//! Tokenizer shared by the jq and CEL parsers.

use crate::{Dialect, ExprError};

#[derive(Debug, Clone, PartialEq)]
pub(crate) enum Tok {
    Ident(String),
    Int(i64),
    Float(f64),
    Str(String),
    Punct(&'static str),
}

#[derive(Debug, Clone)]
pub(crate) struct Token {
    pub tok: Tok,
    pub offset: usize,
}

// Longest first.
const PUNCTS: &[&str] = &[
    "..", "//", "||", "&&", "==", "!=", "<=", ">=",
    ".", "/", "|", "<", ">", "+", "-", "*", "%", "!", "?", ":", ";", ",", "(", ")", "[", "]", "{", "}", "$",
];

pub(crate) fn tokenize(dialect: Dialect, src: &str) -> Result<Vec<Token>, ExprError> {
    let bytes = src.as_bytes();
    let mut out = Vec::new();
    let mut i = 0;
    while i < bytes.len() {
        let c = bytes[i];
        if c.is_ascii_whitespace() { i += 1; continue; }
        if dialect == Dialect::Jq && c == b'#' {
            while i < bytes.len() && bytes[i] != b'\n' { i += 1; }
            continue;
        }
        let start = i;
        if c.is_ascii_alphabetic() || c == b'_' {
            while i < bytes.len() && (bytes[i].is_ascii_alphanumeric() || bytes[i] == b'_') { i += 1; }
            out.push(Token { tok: Tok::Ident(src[start..i].to_string()), offset: start });
            continue;
        }
        if c.is_ascii_digit() {
            let (tok, next) = lex_number(dialect, src, start)?;
            out.push(Token { tok, offset: start });
            i = next;
            continue;
        }
        if c == b'"' || (c == b'\'' && dialect == Dialect::Cel) {
            let (s, next) = lex_string(dialect, src, start)?;
            out.push(Token { tok: Tok::Str(s), offset: start });
            i = next;
            continue;
        }
        match PUNCTS.iter().find(|p| src[i..].starts_with(**p)) {
            Some(p) => {
                out.push(Token { tok: Tok::Punct(p), offset: start });
                i += p.len();
            }
            None => {
                let ch = src[i..].chars().next().unwrap_or('?');
                return Err(ExprError::parse(dialect, src, i, format!("unexpected character {:?}", ch)));
            }
        }
    }
    Ok(out)
}

fn lex_number(dialect: Dialect, src: &str, start: usize) -> Result<(Tok, usize), ExprError> {
    let bytes = src.as_bytes();
    let mut i = start;
    if dialect == Dialect::Cel && src[start..].starts_with("0x") {
        i += 2;
        let hex_start = i;
        while i < bytes.len() && bytes[i].is_ascii_hexdigit() { i += 1; }
        let v = i64::from_str_radix(&src[hex_start..i], 16)
            .map_err(|e| ExprError::parse(dialect, src, start, format!("invalid hex literal: {}", e)))?;
        if i < bytes.len() && (bytes[i] == b'u' || bytes[i] == b'U') { i += 1; }
        return Ok((Tok::Int(v), i));
    }
    while i < bytes.len() && bytes[i].is_ascii_digit() { i += 1; }
    let mut is_float = false;
    if i + 1 < bytes.len() && bytes[i] == b'.' && bytes[i + 1].is_ascii_digit() {
        is_float = true;
        i += 1;
        while i < bytes.len() && bytes[i].is_ascii_digit() { i += 1; }
    }
    if i < bytes.len() && (bytes[i] == b'e' || bytes[i] == b'E') {
        let mut j = i + 1;
        if j < bytes.len() && (bytes[j] == b'+' || bytes[j] == b'-') { j += 1; }
        if j < bytes.len() && bytes[j].is_ascii_digit() {
            is_float = true;
            i = j;
            while i < bytes.len() && bytes[i].is_ascii_digit() { i += 1; }
        }
    }
    let text = &src[start..i];
    if is_float {
        let v: f64 = text.parse().map_err(|_| ExprError::parse(dialect, src, start, "invalid number"))?;
        return Ok((Tok::Float(v), i));
    }
    let tok = match text.parse::<i64>() {
        Ok(v) => Tok::Int(v),
        Err(_) => Tok::Float(text.parse().map_err(|_| ExprError::parse(dialect, src, start, "invalid number"))?),
    };
    if dialect == Dialect::Cel && i < bytes.len() && (bytes[i] == b'u' || bytes[i] == b'U') { i += 1; }
    Ok((tok, i))
}

fn lex_string(dialect: Dialect, src: &str, start: usize) -> Result<(String, usize), ExprError> {
    let quote = src.as_bytes()[start] as char;
    let mut out = String::new();
    let mut chars = src[start + 1..].char_indices();
    while let Some((off, ch)) = chars.next() {
        let pos = start + 1 + off;
        if ch == quote {
            return Ok((out, pos + ch.len_utf8()));
        }
        if ch != '\\' {
            out.push(ch);
            continue;
        }
        let Some((_, esc)) = chars.next() else { break };
        match esc {
            'n' => out.push('\n'),
            't' => out.push('\t'),
            'r' => out.push('\r'),
            '\\' => out.push('\\'),
            '"' => out.push('"'),
            '\'' => out.push('\''),
            '/' => out.push('/'),
            'u' => {
                let hex: String = (0..4).filter_map(|_| chars.next().map(|(_, c)| c)).collect();
                let code = u32::from_str_radix(&hex, 16)
                    .ok()
                    .and_then(char::from_u32)
                    .ok_or_else(|| ExprError::parse(dialect, src, pos, "invalid unicode escape"))?;
                out.push(code);
            }
            '(' if dialect == Dialect::Jq => {
                return Err(ExprError::parse(dialect, src, pos, "string interpolation is not supported"));
            }
            other => return Err(ExprError::parse(dialect, src, pos, format!("unknown escape \\{}", other))),
        }
    }
    Err(ExprError::parse(dialect, src, start, "unterminated string"))
}

/// Token stream with one-token lookahead, shared by both recursive-descent parsers.
pub(crate) struct Cursor<'s> {
    dialect: Dialect,
    src: &'s str,
    toks: Vec<Token>,
    pos: usize,
}

impl<'s> Cursor<'s> {
    pub fn new(dialect: Dialect, src: &'s str) -> Result<Self, ExprError> {
        Ok(Self { dialect, src, toks: tokenize(dialect, src)?, pos: 0 })
    }

    pub fn peek(&self) -> Option<&Tok> { self.peek_at(0) }

    pub fn peek_at(&self, n: usize) -> Option<&Tok> { self.toks.get(self.pos + n).map(|t| &t.tok) }

    pub fn at_end(&self) -> bool { self.pos >= self.toks.len() }

    pub fn offset(&self) -> usize { self.offset_at(0) }

    pub fn offset_at(&self, n: usize) -> usize {
        self.toks.get(self.pos + n).map(|t| t.offset).unwrap_or(self.src.len())
    }

    pub fn bump(&mut self) -> Option<Tok> {
        let t = self.toks.get(self.pos).map(|t| t.tok.clone());
        if t.is_some() { self.pos += 1; }
        t
    }

    pub fn is_punct(&self, p: &str) -> bool { matches!(self.peek(), Some(Tok::Punct(q)) if *q == p) }

    pub fn is_ident(&self, kw: &str) -> bool { matches!(self.peek(), Some(Tok::Ident(q)) if q == kw) }

    pub fn eat(&mut self, p: &str) -> bool {
        if self.is_punct(p) { self.pos += 1; true } else { false }
    }

    pub fn eat_ident(&mut self, kw: &str) -> bool {
        if self.is_ident(kw) { self.pos += 1; true } else { false }
    }

    pub fn expect(&mut self, p: &str) -> Result<(), ExprError> {
        if self.eat(p) { Ok(()) } else { Err(self.error(format!("expected {:?}", p))) }
    }

    pub fn expect_ident(&mut self, kw: &str) -> Result<(), ExprError> {
        if self.eat_ident(kw) { Ok(()) } else { Err(self.error(format!("expected {:?}", kw))) }
    }

    pub fn error_at(&self, offset: usize, message: impl Into<String>) -> ExprError {
        ExprError::parse(self.dialect, self.src, offset, message)
    }

    pub fn error(&self, message: impl Into<String>) -> ExprError {
        let mut message = message.into();
        match self.peek() {
            Some(t) => message.push_str(&format!(", found {}", describe(t))),
            None => message.push_str(", found end of input"),
        }
        ExprError::parse(self.dialect, self.src, self.offset(), message)
    }
}

fn describe(t: &Tok) -> String {
    match t {
        Tok::Ident(s) => format!("identifier {:?}", s),
        Tok::Int(i) => format!("number {}", i),
        Tok::Float(f) => format!("number {}", f),
        Tok::Str(s) => format!("string {:?}", s),
        Tok::Punct(p) => format!("{:?}", p),
    }
}

#[cfg(test)]
mod tests {
    use super::*;

    fn toks(d: Dialect, s: &str) -> Vec<Tok> {
        tokenize(d, s).unwrap().into_iter().map(|t| t.tok).collect()
    }

    #[test]
    fn jq_path_tokens() {
        assert_eq!(
            toks(Dialect::Jq, ".status.conditions[0]"),
            vec![
                Tok::Punct("."), Tok::Ident("status".into()), Tok::Punct("."), Tok::Ident("conditions".into()),
                Tok::Punct("["), Tok::Int(0), Tok::Punct("]"),
            ]
        );
        assert_eq!(toks(Dialect::Jq, ".a // 1.5"), vec![
            Tok::Punct("."), Tok::Ident("a".into()), Tok::Punct("//"), Tok::Float(1.5),
        ]);
    }

    #[test]
    fn cel_strings_and_suffixes() {
        assert_eq!(toks(Dialect::Cel, "'a\\'b' == \"c\""), vec![
            Tok::Str("a'b".into()), Tok::Punct("=="), Tok::Str("c".into()),
        ]);
        assert_eq!(toks(Dialect::Cel, "3u + 0x10"), vec![Tok::Int(3), Tok::Punct("+"), Tok::Int(16)]);
    }

    #[test]
    fn unterminated_string_is_error() {
        assert!(tokenize(Dialect::Jq, "\"abc").is_err());
        assert!(tokenize(Dialect::Cel, "a @ b").is_err());
    }
}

———

Reply with one number, the count of lines in the records that include the word "bool".

Written solution:
5